What is Snow?
* SNOW *
Snow is the most magical substance on earth.
Materializing in the atmosphere from a crucible of temperature, moisture, and dust, it falls to Earth as sublime and fragile crystals, instantly changing everything it touches. This transformative aesthetic can last minutes, days, months or, in the case of glaciers, tens of thousands to millions of years.
A glacier’s icy heart represents snow’s other supernatural quality: it is itself capable of incredible metamorphosis, aggregating from individual flakes to a community that shifts in form and fortitude in the presence of warmth, wind, water, pressure. At any point in time, snow is never exactly the same as when it first appeared. Snow carries the memory of everything and anything that has happened during its existence. Like people.

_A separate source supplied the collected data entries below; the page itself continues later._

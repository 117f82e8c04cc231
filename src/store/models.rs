use serde::{Deserialize, Serialize};

/// A place the dashboard can show weather for.
#[derive(Debug, Clone, PartialEq, Serialize, Deserialize)]
pub struct City {
    pub name: String,
    pub country: String,
    pub lat: f64,
    pub lon: f64,
    #[serde(skip_serializing_if = "Option::is_none")]
    pub state: Option<String>,
}

impl City {
    pub fn new(name: &str, country: &str, lat: f64, lon: f64) -> Self {
        Self {
            name: name.to_string(),
            country: country.to_string(),
            lat,
            lon,
            state: None,
        }
    }

    /// City identity: name compared case-insensitively, country exactly.
    pub fn is_same_place(&self, name: &str, country: &str) -> bool {
        self.name.to_lowercase() == name.to_lowercase() && self.country == country
    }
}

/// A favorited city. The `id` is unique within the collection; the same
/// place may be favorited more than once.
#[derive(Debug, Clone, PartialEq, Serialize, Deserialize)]
pub struct FavoriteCity {
    pub id: String,
    pub name: String,
    pub country: String,
    pub lat: f64,
    pub lon: f64,
    /// When the favorite was added, Unix milliseconds.
    pub added_at: i64,
}

#[derive(Debug, Clone, Copy, PartialEq, Eq, Default, Serialize, Deserialize)]
#[serde(rename_all = "lowercase")]
pub enum TemperatureUnit {
    #[default]
    Celsius,
    Fahrenheit,
}

#[derive(Debug, Clone, Copy, PartialEq, Eq, Default, Serialize, Deserialize)]
#[serde(rename_all = "lowercase")]
pub enum Language {
    #[default]
    Es,
    En,
}

impl Language {
    /// Two-letter code used as the API `lang` parameter.
    pub fn code(&self) -> &'static str {
        match self {
            Language::Es => "es",
            Language::En => "en",
        }
    }
}

/// User preferences. Always fully populated; partial updates merge into an
/// existing value.
#[derive(Debug, Clone, PartialEq, Serialize, Deserialize)]
pub struct Settings {
    pub temperature_unit: TemperatureUnit,
    pub language: Language,
    pub auto_refresh: bool,
    pub sound_effects: bool,
}

impl Default for Settings {
    fn default() -> Self {
        Self {
            temperature_unit: TemperatureUnit::Celsius,
            language: Language::Es,
            auto_refresh: true,
            sound_effects: false,
        }
    }
}

/// Partial settings change. Fields left as `None` keep their prior values.
#[derive(Debug, Clone, Default)]
pub struct SettingsUpdate {
    pub temperature_unit: Option<TemperatureUnit>,
    pub language: Option<Language>,
    pub auto_refresh: Option<bool>,
    pub sound_effects: Option<bool>,
}

/// The subset of store state that survives restarts.
#[derive(Debug, Clone, PartialEq, Default, Serialize, Deserialize)]
pub struct StoreSnapshot {
    pub favorites: Vec<FavoriteCity>,
    pub settings: Settings,
    pub search_history: Vec<String>,
    pub current_city: Option<City>,
}

/// Fallback city when no location fix is available.
pub fn default_city() -> City {
    City::new("Caracas", "VE", 10.4806, -66.9036)
}

/// Preset cities offered before the user has searched for anything.
pub fn quick_cities() -> Vec<City> {
    vec![
        City::new("Caracas", "VE", 10.4806, -66.9036),
        City::new("Maracaibo", "VE", 10.6666, -71.6124),
        City::new("Valencia", "VE", 10.1620, -67.9963),
        City::new("Barquisimeto", "VE", 10.0678, -69.3467),
        City::new("Maracay", "VE", 10.2469, -67.5958),
        City::new("Mérida", "VE", 8.5897, -71.1561),
        City::new("San Cristóbal", "VE", 7.7669, -72.2250),
        City::new("Puerto La Cruz", "VE", 10.2165, -64.6320),
        City::new("Ciudad Guayana", "VE", 8.3620, -62.6508),
        City::new("Barinas", "VE", 8.6226, -70.2070),
        City::new("Maturín", "VE", 9.7457, -63.1830),
        City::new("Cumaná", "VE", 10.4636, -64.1676),
    ]
}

Also like people, snow can be playful, yielding, firm and even destructive. Maybe that’s why we’re drawn to seek passage in it. The lifetime of every snowfall mirrors our own natural arc of struggle and survival, a subconsciously understood transformation from purity, innocence and unsullied beauty to whatever life sculpts for us, followed by inevitable dissolution to nothingness.
Skiers and snowboarders experience this endlessly repeating plot as essence, following the snow, always anticipating its rebirth and through this, the reawakening of their own innocence.
A conjuring from within. Pure magic.